Head and neck cancer is the 7th most common cancer globally, with 400,000 to 600,000 new cases per year and up to 300,000 deaths per year. Squamous cell carcinoma constitutes approximately 90% of all head and neck cancers. Risk factors for SCCHN include tobacco, alcohol consumption and the Human Papilloma Virus (HPV) infection.

Head and neck cancer market may see an impressive growth in the next years, and it will expand from $386 million in 2014 to $1.53 billion by 2024, according to GlobalData.

Conclusion (risk/reward ratio).

There are risks as well as hopes. It remains unclear the role of Natural Killer cells in solid tumors but increased understanding of NK cell biology over the past years has renewed the interest in NK cell-based therapies in oncology and hematology.

Even if this column is focused on lirilumab, Innate Pharma is not just that. Monalizumab (in co-development with AstraZeneca) is a first in class humanized IgG4 antibody targeting NKG2A currently in Phase II development in various cancer indications and combinations.

The french company has a proprietary coupling technology to generate Antibody-Drug Conjugates (ADC) and has developed an innovative bi-specific antibody technology for engaging NK cells to kill tumor cells through NKp46.

In essence, all Innate Pharma's pipeline hinges on NK cell targets, nevertheless their approach is diversified.
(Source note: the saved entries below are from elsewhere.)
//! Pipeline execution implementation.

use crate::core::geocode::{GeocodeCache, GeocodeStore, ResolvedLocation};
use crate::core::hasher::{ContentHasher, FingerprintStrategy};
use crate::core::metadata::{mtime_naive, MetadataResolver};
use crate::core::planner::{self, NamingConvention};
use crate::core::registry::{Classification, DuplicateRegistry};
use crate::core::relocate::Relocator;
use crate::core::scanner::{MediaFile, MediaKind, MediaScanner, ScanConfig, WalkDirScanner};
use crate::error::OrganizerError;
use crate::events::{
    Event, EventSender, FileEvent, ProgressUpdate, RunControls, RunEvent, RunSummary,
};
use serde::{Deserialize, Serialize};
use std::panic::{catch_unwind, AssertUnwindSafe};
use std::path::PathBuf;
use std::thread;
use std::time::{Duration, Instant};
use tracing::{error, info, warn};

/// Poll interval while waiting in the paused state
const PAUSE_POLL: Duration = Duration::from_millis(50);

/// Options for one pipeline invocation
#[derive(Debug, Clone, Serialize, Deserialize)]
pub struct RunOptions {
    /// Duplicate-comparison strategy
    pub strategy: FingerprintStrategy,
    /// Filename policy
    pub naming: NamingConvention,
    /// Restrict supported extensions (None = defaults)
    pub included_extensions: Option<Vec<String>>,
    /// Include hidden files and directories
    pub include_hidden: bool,
}

impl Default for RunOptions {
    fn default() -> Self {
        Self {
            strategy: FingerprintStrategy::Exact,
            naming: NamingConvention::default(),
            included_extensions: None,
            include_hidden: false,
        }
    }
}

/// Terminal state of a run
#[derive(Debug, Clone, Copy, PartialEq, Eq, Serialize, Deserialize)]
#[serde(rename_all = "snake_case")]
pub enum RunStatus {
    /// All files processed
    Completed,
    /// Stopped on a cancel request; processed files remain in place
    Cancelled,
    /// An unexpected error escaped the run
    Failed,
}

impl std::fmt::Display for RunStatus {
    fn fmt(&self, f: &mut std::fmt::Formatter<'_>) -> std::fmt::Result {
        match self {
            RunStatus::Completed => write!(f, "Completed"),
            RunStatus::Cancelled => write!(f, "Cancelled"),
            RunStatus::Failed => write!(f, "Failed"),
        }
    }
}

/// Aggregated outcome of one run
#[derive(Debug, Clone, Serialize, Deserialize)]
pub struct RunReport {
    /// Terminal state
    pub status: RunStatus,
    /// Counts and duration
    pub summary: RunSummary,
    /// Every skip, failure, and success, in processing order
    pub log: Vec<String>,
}

/// Counters and status for a run in progress.
///
/// Owned by the runner; the caller observes it only through events.
#[derive(Debug, Default)]
struct RunState {
    processed: usize,
    total: usize,
    organized: usize,
    duplicates: usize,
    skipped: usize,
}

/// Outcome of processing a single file
enum FileOutcome {
    Organized(PathBuf),
    Duplicate(PathBuf),
    Skipped(String),
}

/// Builder for an [`Organizer`]
pub struct OrganizerBuilder {
    input_dir: PathBuf,
    output_dir: PathBuf,
    trash_dir: PathBuf,
    options: RunOptions,
    geocode: Option<GeocodeCache>,
}

impl OrganizerBuilder {
    /// Set pipeline options
    pub fn options(mut self, options: RunOptions) -> Self {
        self.options = options;
        self
    }

    /// Set the geocode cache (provider + durable store)
    pub fn geocode(mut self, geocode: GeocodeCache) -> Self {
        self.geocode = Some(geocode);
        self
    }

    /// Validate directories and build the organizer
    pub fn build(self) -> Result<Organizer, OrganizerError> {
        if !self.input_dir.is_dir() {
            return Err(OrganizerError::Config(format!(
                "input directory does not exist: {}",
                self.input_dir.display()
            )));
        }

        Ok(Organizer {
            input_dir: self.input_dir,
            output_dir: self.output_dir,
            trash_dir: self.trash_dir,
            options: self.options,
            geocode: self
                .geocode
                .unwrap_or_else(|| GeocodeCache::offline(GeocodeStore::in_memory())),
        })
    }
}

/// Runs the media organization pipeline over one input tree.
///
/// One organizer performs one run: `run` consumes it, so run-scoped
/// state (the duplicate registry, the counters) can never leak into a
/// second invocation.
pub struct Organizer {
    input_dir: PathBuf,
    output_dir: PathBuf,
    trash_dir: PathBuf,
    options: RunOptions,
    geocode: GeocodeCache,
}

impl Organizer {
    /// Start building an organizer for the three run directories
    pub fn builder(
        input_dir: impl Into<PathBuf>,
        output_dir: impl Into<PathBuf>,
        trash_dir: impl Into<PathBuf>,
    ) -> OrganizerBuilder {
        OrganizerBuilder {
            input_dir: input_dir.into(),
            output_dir: output_dir.into(),
            trash_dir: trash_dir.into(),
            options: RunOptions::default(),
            geocode: None,
        }
    }

    /// Run the pipeline to a terminal state.
    ///
    /// Every per-file error is recovered locally; only a panic escaping
    /// the loop produces the `Failed` status, reported exactly once.
    pub fn run(self, events: &EventSender, controls: &RunControls) -> RunReport {
        let events_clone = events.clone();
        let result = catch_unwind(AssertUnwindSafe(move || {
            self.run_inner(&events_clone, controls)
        }));

        match result {
            Ok(report) => report,
            Err(panic) => {
                let message = panic_message(panic.as_ref());
                error!(message, "run failed with an unexpected error");
                events.send(Event::Run(RunEvent::Failed {
                    message: message.to_string(),
                }));
                RunReport {
                    status: RunStatus::Failed,
                    summary: RunSummary::default(),
                    log: vec![format!("Run failed: {message}")],
                }
            }
        }
    }

    fn run_inner(mut self, events: &EventSender, controls: &RunControls) -> RunReport {
        let start = Instant::now();
        let mut log = Vec::new();

        info!(
            input = %self.input_dir.display(),
            output = %self.output_dir.display(),
            trash = %self.trash_dir.display(),
            "starting organization"
        );

        // Total count is computed up front for progress percentages
        let scan_config = ScanConfig {
            include_hidden: self.options.include_hidden,
            included_extensions: self.options.included_extensions.clone(),
            ..Default::default()
        };
        let scanner = WalkDirScanner::new(scan_config);
        let scan = match scanner.scan(&self.input_dir) {
            Ok(scan) => scan,
            Err(e) => {
                error!(error = %e, "enumeration failed");
                events.send(Event::Run(RunEvent::Failed {
                    message: e.to_string(),
                }));
                return RunReport {
                    status: RunStatus::Failed,
                    summary: RunSummary::default(),
                    log: vec![format!("Enumeration failed: {e}")],
                };
            }
        };

        for scan_error in &scan.errors {
            warn!(error = %scan_error, "enumeration warning");
            log.push(format!("Enumeration warning: {scan_error}"));
        }

        let mut state = RunState {
            total: scan.files.len(),
            ..Default::default()
        };

        events.send(Event::Run(RunEvent::Started {
            total_files: state.total,
        }));

        let hasher = ContentHasher::new(self.options.strategy);
        let resolver = MetadataResolver::new();
        let relocator = Relocator::new();
        let mut registry = DuplicateRegistry::new();

        let mut cancelled = false;

        for file in &scan.files {
            // Cooperative control, checked once per file boundary
            if controls.cancel_requested() {
                cancelled = true;
                break;
            }
            if controls.pause_requested() {
                events.send(Event::Run(RunEvent::Paused));
                events.status("Paused");
                loop {
                    if controls.cancel_requested() {
                        cancelled = true;
                        break;
                    }
                    if !controls.pause_requested() {
                        events.send(Event::Run(RunEvent::Resumed));
                        break;
                    }
                    thread::sleep(PAUSE_POLL);
                }
                if cancelled {
                    break;
                }
            }

            let filename = file
                .path
                .file_name()
                .map(|n| n.to_string_lossy().into_owned())
                .unwrap_or_default();
            events.status(&filename);

            let outcome = self.process_file(file, &hasher, &resolver, &relocator, &mut registry);

            let line = match &outcome {
                FileOutcome::Organized(destination) => {
                    state.organized += 1;
                    events.send(Event::File(FileEvent::Organized {
                        source: file.path.clone(),
                        destination: destination.clone(),
                    }));
                    match file.kind {
                        MediaKind::Video => format!("Video processed: {}", destination.display()),
                        _ => format!("Image processed: {}", destination.display()),
                    }
                }
                FileOutcome::Duplicate(trash_path) => {
                    state.duplicates += 1;
                    events.send(Event::File(FileEvent::Duplicate {
                        source: file.path.clone(),
                        trash_path: trash_path.clone(),
                    }));
                    format!("Duplicate moved to trash: {}", file.path.display())
                }
                FileOutcome::Skipped(reason) => {
                    state.skipped += 1;
                    events.send(Event::File(FileEvent::Skipped {
                        path: file.path.clone(),
                        reason: reason.clone(),
                    }));
                    format!("Skipping ({reason}): {}", file.path.display())
                }
            };
            events.log(&line);
            log.push(line);

            state.processed += 1;
            events.send(Event::Progress(ProgressUpdate::new(
                state.processed,
                state.total,
            )));
        }

        let summary = RunSummary {
            total_files: state.total,
            organized: state.organized,
            duplicates: state.duplicates,
            skipped: state.skipped,
            duration_ms: start.elapsed().as_millis() as u64,
        };

        if cancelled {
            info!(processed = state.processed, "run cancelled");
            events.log("Organization cancelled.");
            events.send(Event::Run(RunEvent::Cancelled {
                processed: state.processed,
            }));
            log.push("Organization cancelled.".to_string());
            return RunReport {
                status: RunStatus::Cancelled,
                summary,
                log,
            };
        }

        info!(
            organized = summary.organized,
            duplicates = summary.duplicates,
            skipped = summary.skipped,
            "organization completed"
        );
        events.log("Organization completed.");
        events.send(Event::Run(RunEvent::Completed {
            summary: summary.clone(),
        }));
        log.push("Organization completed.".to_string());

        RunReport {
            status: RunStatus::Completed,
            summary,
            log,
        }
    }

    /// The full per-file sequence: duplicate check, metadata, geocode,
    /// plan, relocate. Every error is absorbed into the outcome.
    fn process_file(
        &mut self,
        file: &MediaFile,
        hasher: &ContentHasher,
        resolver: &MetadataResolver,
        relocator: &Relocator,
        registry: &mut DuplicateRegistry,
    ) -> FileOutcome {
        // Duplicate detection first; a hashing failure means we cannot
        // prove the file is a duplicate, so it is treated as original
        match hasher.fingerprint(&file.path) {
            Ok(fingerprint) => {
                if registry.classify(fingerprint) == Classification::Duplicate {
                    return match relocator.quarantine(&file.path, &self.trash_dir) {
                        Ok(trash_path) => FileOutcome::Duplicate(trash_path),
                        Err(e) => {
                            warn!(path = %file.path.display(), error = %e, "quarantine failed");
                            FileOutcome::Skipped(format!("quarantine failed: {e}"))
                        }
                    };
                }
            }
            Err(e) => {
                warn!(path = %file.path.display(), error = %e, "fingerprint failed; treating as original");
            }
        }

        if !file.kind.is_supported() {
            return FileOutcome::Skipped("unsupported format".to_string());
        }

        let metadata = match resolver.extract(file) {
            Ok(metadata) => metadata,
            Err(e) => {
                warn!(path = %file.path.display(), error = %e, "metadata extraction failed");
                return FileOutcome::Skipped(format!("metadata extraction failed: {e}"));
            }
        };

        // Videos never carry GPS, so this degrades to Unknown_Location
        // without an external call
        let location = if metadata.gps.is_some() {
            self.geocode.resolve(metadata.gps)
        } else {
            ResolvedLocation::unknown()
        };

        let extension = file
            .path
            .extension()
            .and_then(|e| e.to_str())
            .unwrap_or("");

        let destination = planner::plan(
            metadata.timestamp.as_deref(),
            mtime_naive(file.modified),
            &location,
            extension,
            &self.output_dir,
            self.options.naming,
        );

        match relocator.place(&file.path, &destination) {
            Ok(new_path) => FileOutcome::Organized(new_path),
            Err(e) => {
                warn!(path = %file.path.display(), error = %e, "relocation failed");
                FileOutcome::Skipped(format!("relocation failed: {e}"))
            }
        }
    }
}

fn panic_message(panic: &(dyn std::any::Any + Send)) -> &str {
    if let Some(message) = panic.downcast_ref::<&str>() {
        message
    } else if let Some(message) = panic.downcast_ref::<String>() {
        message
    } else {
        "unknown panic"
    }
}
Now, with regard to the future of lirilumab, I believe that the worst is over.

From the perspective of Bristol-Myers, SCCHN is a relative small market, but sales of the two CPI could run into hundreds of millions and Innate Pharma will be entitled to receive milestones payments and royalties if lirilumab will be approved and commercialized. In addition to this, there are several other indication to pursue: Bristol-Myers Squibb is now testing lirilumab and Opdivo in other solid tumors like non small cell lung cancer, melanoma, colorectal cancer and hepatocellular carcinoma. If there is a correlation between the highest levels of CD56dim NK cell infiltration and the efficacy of the combination, the sky is the limit.

Disclosure: I am/we are long IPHYF.

I wrote this article myself, and it expresses my own opinions. I am not receiving compensation for it (other than from Seeking Alpha). I have no business relationship with any company whose stock is mentioned in this article.